Some of these are easier than others to develop. Most of these skills are hard won, so if you are trying to train someone up on anything but the most basic Procs, my advice would be to hire an experienced person and have them train new staff. Someone who is new to SAS, in my opinion, needs someone close by to answer questions.

Wednesday, October 3, 2007

The Analytic Value Chain - Extract, Transform, and Load the data

Related posts
The Analytic Value Chain introduced
Defining the problem
Determine Data Requirements
Locate Relevant Data

Extract, Transform, and Load (or ETL) is database administrator talk for getting data ready to analyze. For those who want a more formal definition, check out Wikipedia. I'll talk a little bit about each, but most of the action is in Transform.

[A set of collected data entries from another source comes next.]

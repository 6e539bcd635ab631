//! Core types for Corner Shop.
//!
//! This module provides type-safe wrappers for common domain concepts.

pub mod email;
pub mod id;
pub mod price;

pub use email::{Email, EmailError};
pub use id::*;
pub use price::{Price, PriceError};
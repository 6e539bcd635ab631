//! Corner Shop Core - Shared types library.
//!
//! This crate provides common types used across all Corner Shop components:
//! - `storefront` - Cart, session, checkout and catalog services
//! - `cli` - Terminal front-end for browsing and buying
//!
//! # Architecture
//!
//! The core crate contains only types - no I/O, no storage access,
//! no HTTP clients. This keeps it lightweight and allows it to be used anywhere.
//!
//! # Modules
//!
//! - [`types`] - Newtype wrappers for type-safe IDs, prices and emails

#![cfg_attr(not(test), forbid(unsafe_code))]

pub mod types;

pub use types::*;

From the data analyst perspective, there is not much to say on extraction; you need to get the data out of your systems and you need people who have the requisite skills. Think SQL. If you are hiring data analysts make sure they can write SQL and can architect a simple database. It will be a big help when they need to merge data sets or give requirements to your IT staff.

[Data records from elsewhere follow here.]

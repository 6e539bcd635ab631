//! Type-safe price representation using decimal arithmetic.
//!
//! Prices travel as plain JSON numbers (the catalog sends `109.95`, and the
//! persisted cart stores the same shape), but all arithmetic happens on
//! [`Decimal`] so cart totals never pick up binary floating point noise.

use core::fmt;
use core::iter::Sum;
use core::ops::Add;
use core::str::FromStr;

use rust_decimal::{Decimal, RoundingStrategy};
use serde::{Deserialize, Deserializer, Serialize, Serializer};

/// Errors that can occur when constructing a [`Price`].
#[derive(thiserror::Error, Debug, Clone, PartialEq, Eq)]
pub enum PriceError {
    /// Prices cannot be below zero.
    #[error("price cannot be negative (got {0})")]
    Negative(Decimal),
    /// The input is not a decimal number.
    #[error("invalid price: {0}")]
    Invalid(String),
}

/// A non-negative amount in the store currency.
///
/// ```
/// use corner_shop_core::Price;
/// use rust_decimal::Decimal;
///
/// let price = Price::new(Decimal::new(1995, 2)).unwrap();
/// assert_eq!(price.display(), "19.95");
/// assert_eq!(price.line_total(3).display(), "59.85");
/// assert!(Price::new(Decimal::new(-1, 0)).is_err());
/// ```
#[derive(Debug, Clone, Copy, PartialEq, Eq, PartialOrd, Ord, Hash, Default)]
pub struct Price(Decimal);

impl Price {
    /// Zero.
    pub const ZERO: Self = Self(Decimal::ZERO);

    /// Create a price, rejecting negative amounts.
    ///
    /// # Errors
    ///
    /// Returns `PriceError::Negative` if `amount` is below zero.
    pub fn new(amount: Decimal) -> Result<Self, PriceError> {
        if amount.is_sign_negative() && !amount.is_zero() {
            return Err(PriceError::Negative(amount));
        }
        Ok(Self(amount))
    }

    /// The underlying decimal amount.
    #[must_use]
    pub const fn amount(&self) -> Decimal {
        self.0
    }

    /// Price of `qty` units. Saturates at [`Decimal::MAX`].
    #[must_use]
    pub fn line_total(self, qty: u32) -> Self {
        Self(
            self.0
                .checked_mul(Decimal::from(qty))
                .unwrap_or(Decimal::MAX),
        )
    }

    /// Format with exactly two fractional digits, rounding half away from zero.
    #[must_use]
    pub fn display(&self) -> String {
        let rounded = self
            .0
            .round_dp_with_strategy(2, RoundingStrategy::MidpointAwayFromZero);
        format!("{rounded:.2}")
    }
}

impl fmt::Display for Price {
    fn fmt(&self, f: &mut fmt::Formatter<'_>) -> fmt::Result {
        f.write_str(&self.display())
    }
}

impl FromStr for Price {
    type Err = PriceError;

    fn from_str(s: &str) -> Result<Self, Self::Err> {
        let amount = Decimal::from_str(s.trim()).map_err(|e| PriceError::Invalid(e.to_string()))?;
        Self::new(amount)
    }
}

/// Saturates at [`Decimal::MAX`]; prices are never negative so there is no
/// lower bound to hit.
impl Add for Price {
    type Output = Self;

    fn add(self, rhs: Self) -> Self::Output {
        Self(self.0.checked_add(rhs.0).unwrap_or(Decimal::MAX))
    }
}

impl Sum for Price {
    fn sum<I: Iterator<Item = Self>>(iter: I) -> Self {
        iter.fold(Self::ZERO, Add::add)
    }
}

impl Serialize for Price {
    fn serialize<S: Serializer>(&self, serializer: S) -> Result<S::Ok, S::Error> {
        rust_decimal::serde::float::serialize(&self.0, serializer)
    }
}

impl<'de> Deserialize<'de> for Price {
    fn deserialize<D: Deserializer<'de>>(deserializer: D) -> Result<Self, D::Error> {
        let amount = rust_decimal::serde::float::deserialize(deserializer)?;
        Self::new(amount).map_err(serde::de::Error::custom)
    }
}

#[cfg(test)]
#[allow(clippy::unwrap_used)]
mod tests {
    use super::*;

    fn price(s: &str) -> Price {
        s.parse().unwrap()
    }

    #[test]
    fn test_display_pads_to_two_digits() {
        assert_eq!(price("5").display(), "5.00");
        assert_eq!(price("0.5").display(), "0.50");
        assert_eq!(Price::ZERO.display(), "0.00");
    }

    #[test]
    fn test_display_rounds_half_away_from_zero() {
        assert_eq!(price("2.005").display(), "2.01");
        assert_eq!(price("2.004").display(), "2.00");
    }

    #[test]
    fn test_sum_has_no_float_drift() {
        // 0.1 + 0.2 is the classic f64 failure
        let total: Price = [price("0.1"), price("0.2")].into_iter().sum();
        assert_eq!(total, price("0.3"));
        assert_eq!(total.display(), "0.30");
    }

    #[test]
    fn test_line_total() {
        assert_eq!(price("109.95").line_total(2).display(), "219.90");
        assert_eq!(price("109.95").line_total(0), Price::ZERO);
    }

    #[test]
    fn test_arithmetic_saturates_instead_of_overflowing() {
        let huge = serde_json::from_str::<Price>("1e20").unwrap();
        let line = huge.line_total(4_000_000_000);
        assert_eq!(line.amount(), Decimal::MAX);

        let total: Price = [line, price("0.01"), line].into_iter().sum();
        assert_eq!(total.amount(), Decimal::MAX);
        assert!(total.display().ends_with(".00"));
    }

    #[test]
    fn test_rejects_negative() {
        assert!(matches!("-0.01".parse::<Price>(), Err(PriceError::Negative(_))));
        assert!(matches!("abc".parse::<Price>(), Err(PriceError::Invalid(_))));
    }

    #[test]
    fn test_json_number_shape() {
        let p = price("109.95");
        assert_eq!(serde_json::to_string(&p).unwrap(), "109.95");
        assert_eq!(serde_json::from_str::<Price>("109.95").unwrap(), p);
        assert_eq!(serde_json::from_str::<Price>("22").unwrap(), price("22"));
    }

    #[test]
    fn test_json_rejects_negative() {
        assert!(serde_json::from_str::<Price>("-3.5").is_err());
    }
}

As I said above, transformation is much more interesting, involving both cleaning the data and creating new variables for analysis. Lets talk about data cleansing first. By data cleansing, I mean how your team handles missing values and outliers.

Though unglamorous, data cleansing is a critical task. Without having a consistent method for data cleaning, everyone will invent their own method. Once people start sharing data sets, a lack of consistency leads to bad analysis. Further, you want to ensure that your vendors and your data warehouse play by the same rules as your analysts. You might think it is obvious that missing values should be coded as missing, but your DBAs are not analysts or statisticians and they have different priorities.

True story on handling of missing data: We had one data set that tracked values over of something over time, call it Revenue per Week. If Revenue per Week for Time2 was missing, the DBA pulled the values from Time1 and plugged it into Time2. In our case, we found data from t1 was being used in t71. As a result, the data set was unnaturally stable over a very long period of time. Because of our data quality checking efforts, we found the problem and now missing data is coded as missing.

The second part of transformation involves creating variables. As I have said before, I like a focused approach to data analysis. If you start transforming variables for analysis (taking the square and cubes, etc.) you add variables. Seems to run counter to taking a focused approach, I know. I am not suggesting creating every possible transformation, but you are going to need a few to help you capture non-linear effects or normalize your data.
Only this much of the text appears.